The first time I went to Wincon was the second year it was held, in October 2007. I was twenty-three years old, and from Ohio - the notion of hopping a plane and spending the weekend in L.A. was something only movie stars and other rich and famous people did, and here I was doing it myself. All by myself. It was thrilling. My parents had been sheltering my entire life, and they weren't exactly happy about the idea of me flying across the country, but I was determined. I was an adult. I could handle this. Armed with a semi-busted laptop (the wifi sensor was broken) and newly-dyed green hair, I was ready to take on the world.
I didn't really know anybody at Wincon - even my two roommates were usernames I had met on the livejournal forum who had also been looking for roommates. There were two fangirls, Gigglingkat and Poisontaster, who I'd met at a previous convention (Fangoria, Feb 07), but other than that I was shiny and new and ready to make some new friends.

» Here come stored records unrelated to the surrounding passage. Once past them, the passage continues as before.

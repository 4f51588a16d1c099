//! mql: the card query language CLI
//!
//! # Usage
//!
//! ```bash
//! # Show the SQL for a query
//! mql --schema schema.toml compile "status = open AND owner = current user"
//!
//! # Run it
//! mql --schema schema.toml --database-url sqlite://cards.db run "status = open"
//!
//! # Rewrite a saved filter after a value rename
//! mql --schema schema.toml rename "status = open" Status open "in progress"
//! ```

use anyhow::{Context, Result, bail};
use clap::{Parser, Subcommand, ValueEnum};
use colored::*;
use std::path::PathBuf;
use tracing_subscriber::EnvFilter;

use mql::prelude::*;

#[derive(Parser)]
#[command(name = "mql")]
#[command(version)]
#[command(about = "Card query language: parse, check and compile card filters", long_about = None)]
#[command(after_help = "EXAMPLES:
    mql parse 'status = open OR status = closed'
    mql --schema schema.toml compile 'SELECT status, owner WHERE owner = current user'
    mql --schema schema.toml filters 'WHERE status = open AND size > 3'")]
struct Cli {
    /// Schema snapshot (TOML); overrides the config file
    #[arg(short, long, global = true)]
    schema: Option<PathBuf>,

    /// Config file; defaults to ./mql.toml or the user config dir
    #[arg(short, long, global = true)]
    config: Option<PathBuf>,

    /// SQL dialect: postgres, mysql, sqlite, sqlserver
    #[arg(short, long, global = true)]
    dialect: Option<Dialect>,

    /// Database connection URL
    #[arg(long, env = "MQL_DATABASE_URL", global = true)]
    database_url: Option<String>,

    /// Output format
    #[arg(short, long, value_enum, default_value = "table", global = true)]
    format: OutputFormat,

    #[command(subcommand)]
    command: Commands,
}

#[derive(Clone, ValueEnum)]
enum OutputFormat {
    Table,
    Json,
}

#[derive(Subcommand)]
enum Commands {
    /// Parse a query and print it back in canonical form
    Parse {
        query: String,
        /// Print the syntax tree as JSON
        #[arg(long)]
        json: bool,
    },
    /// Check a query against the schema and show the SQL
    Compile { query: String },
    /// Compile and execute a query
    Run { query: String },
    /// Rewrite a query after a managed value is renamed
    Rename {
        query: String,
        property: String,
        old_value: String,
        new_value: String,
    },
    /// List the property values a query mentions
    Detect { query: String },
    /// Break a simple filter into live filter tuples
    Filters { query: String },
}

#[tokio::main]
async fn main() {
    tracing_subscriber::fmt()
        .with_env_filter(
            EnvFilter::try_from_default_env().unwrap_or_else(|_| EnvFilter::new("mql=info")),
        )
        .with_writer(std::io::stderr)
        .init();

    let cli = Cli::parse();
    if let Err(e) = dispatch(&cli).await {
        eprintln!("{} {:#}", "Error:".red().bold(), e);
        std::process::exit(1);
    }
}

async fn dispatch(cli: &Cli) -> Result<()> {
    let config = load_config(cli)?;

    match &cli.command {
        Commands::Parse { query, json } => parse_query(query, *json),
        Commands::Compile { query } => {
            let schema = load_schema(&config)?;
            compile_query(query, &schema, &config)
        }
        Commands::Run { query } => {
            let schema = load_schema(&config)?;
            run_query(query, &schema, &config, &cli.format).await
        }
        Commands::Rename {
            query,
            property,
            old_value,
            new_value,
        } => {
            let schema = load_schema(&config)?;
            let renamed = rename_value(query, property, old_value, new_value, &schema)?;
            println!("{}", renamed);
            Ok(())
        }
        Commands::Detect { query } => {
            let schema = load_schema(&config)?;
            detect_values(query, &schema, &cli.format)
        }
        Commands::Filters { query } => {
            let schema = load_schema(&config)?;
            live_filters(query, &schema, &config, &cli.format)
        }
    }
}

/// Config file first, then command-line overrides.
fn load_config(cli: &Cli) -> Result<MqlConfig> {
    let mut config = match &cli.config {
        Some(path) => MqlConfig::load(path)?,
        None => MqlConfig::discover()?,
    };
    if cli.schema.is_some() {
        config.schema = cli.schema.clone();
    }
    if cli.dialect.is_some() {
        config.dialect = cli.dialect;
    }
    if cli.database_url.is_some() {
        config.database_url = cli.database_url.clone();
    }
    Ok(config)
}

fn load_schema(config: &MqlConfig) -> Result<SchemaSnapshot> {
    let Some(path) = &config.schema else {
        bail!("no schema snapshot; pass --schema or set `schema` in mql.toml");
    };
    SchemaSnapshot::load(path).with_context(|| format!("loading {}", path.display()))
}

fn parse_query(query: &str, json: bool) -> Result<()> {
    let parsed = parse(query)?;
    if json {
        println!("{}", serde_json::to_string_pretty(&parsed)?);
    } else {
        println!("{}", parsed.to_string().white());
    }
    Ok(())
}

fn compile_query(query: &str, schema: &SchemaSnapshot, config: &MqlConfig) -> Result<()> {
    let compiler = Compiler::new(config.dialect()).with_tables(config.tables());
    let compiled = prepare(query, schema, &config.eval_context(), &compiler)?;

    println!("{}", "Generated SQL:".green().bold());
    println!("{}", compiled.text.white());
    if !compiled.params.is_empty() {
        println!();
        println!("{}", "Bindings:".cyan());
        for (i, param) in compiled.params.iter().enumerate() {
            println!("  {} = {}", i + 1, param.to_string().yellow());
        }
    }
    Ok(())
}

async fn run_query(
    query: &str,
    schema: &SchemaSnapshot,
    config: &MqlConfig,
    format: &OutputFormat,
) -> Result<()> {
    let Some(url) = &config.database_url else {
        bail!("no database URL; use --database-url or set MQL_DATABASE_URL");
    };
    let compiler = Compiler::new(config.dialect()).with_tables(config.tables());
    let db = Executor::connect(url).await?;
    let rows = db
        .query(query, schema, &config.eval_context(), &compiler)
        .await?;
    format_output(&rows, format);
    Ok(())
}

fn detect_values(query: &str, schema: &SchemaSnapshot, format: &OutputFormat) -> Result<()> {
    let resolved = resolve(parse(query)?, schema)?;
    let detected = detect(&resolved);

    if let OutputFormat::Json = format {
        println!("{}", serde_json::to_string_pretty(&detected)?);
        return Ok(());
    }
    if detected.is_empty() {
        println!("{}", "(no property values)".dimmed());
    }
    for (property, values) in detected.iter() {
        let values: Vec<String> = values.iter().map(|v| v.to_string()).collect();
        println!("{} {}", property.name.cyan(), values.join(", ").yellow());
    }
    Ok(())
}

fn live_filters(
    query: &str,
    schema: &SchemaSnapshot,
    config: &MqlConfig,
    format: &OutputFormat,
) -> Result<()> {
    let filters = extract(query, schema, &config.eval_context())?;

    if let OutputFormat::Json = format {
        println!("{}", serde_json::to_string_pretty(&filters)?);
        return Ok(());
    }
    for filter in &filters {
        println!(
            "{} {} {}",
            filter.property.cyan(),
            filter.operator.symbol().white(),
            filter.value.as_deref().unwrap_or("NULL").yellow()
        );
    }
    Ok(())
}

fn format_output(results: &[RowMap], format: &OutputFormat) {
    if results.is_empty() {
        println!("{}", "(no results)".dimmed());
        return;
    }

    match format {
        OutputFormat::Json => {
            println!("{}", serde_json::to_string_pretty(results).unwrap_or_default());
        }
        OutputFormat::Table => {
            let mut columns: Vec<&String> = results[0].keys().collect();
            columns.sort();

            let widths: Vec<usize> = columns
                .iter()
                .map(|c| {
                    results
                        .iter()
                        .filter_map(|row| row.get(*c))
                        .map(|v| val_to_string(v).len())
                        .fold(c.len(), usize::max)
                })
                .collect();

            let header: Vec<String> = columns
                .iter()
                .zip(&widths)
                .map(|(c, w)| format!("{:width$}", c, width = *w))
                .collect();
            println!("{}", header.join(" │ ").white().bold());

            let sep: Vec<String> = widths.iter().map(|w| "─".repeat(*w)).collect();
            println!("{}", sep.join("─┼─").dimmed());

            for row in results {
                let cells: Vec<String> = columns
                    .iter()
                    .zip(&widths)
                    .map(|(c, w)| {
                        let val = row.get(*c).map(val_to_string).unwrap_or_default();
                        format!("{:width$}", val, width = *w)
                    })
                    .collect();
                println!("{}", cells.join(" │ "));
            }

            println!();
            println!("{} row(s) returned", results.len().to_string().cyan());
        }
    }
}

fn val_to_string(val: &serde_json::Value) -> String {
    match val {
        serde_json::Value::Null => "NULL".to_string(),
        serde_json::Value::Bool(b) => b.to_string(),
        serde_json::Value::Number(n) => n.to_string(),
        serde_json::Value::String(s) => s.clone(),
        _ => val.to_string(),
    }
}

In those early days, Wincon was all about the TV show Supernatural, and the fandom was still very small and close-knit. Over and over I would see people's usernames and think, "I know I've read some of their fic and loved it, but I can't remember exactly which fic it was..." And then, of course, there were the times when I knew EXACTLY which fic it was, and I was embarrassingly fangirly over the authors.
Which ended up being a great thing. One of the authors I squeed all over, Clex_monkie89, has since become one of my dearest friends. I still remember looking at her, with her hair dyed half pink and half blue, and thinking, "Yes. These are my people. I've found my home. You are amazing and I want to be your friend."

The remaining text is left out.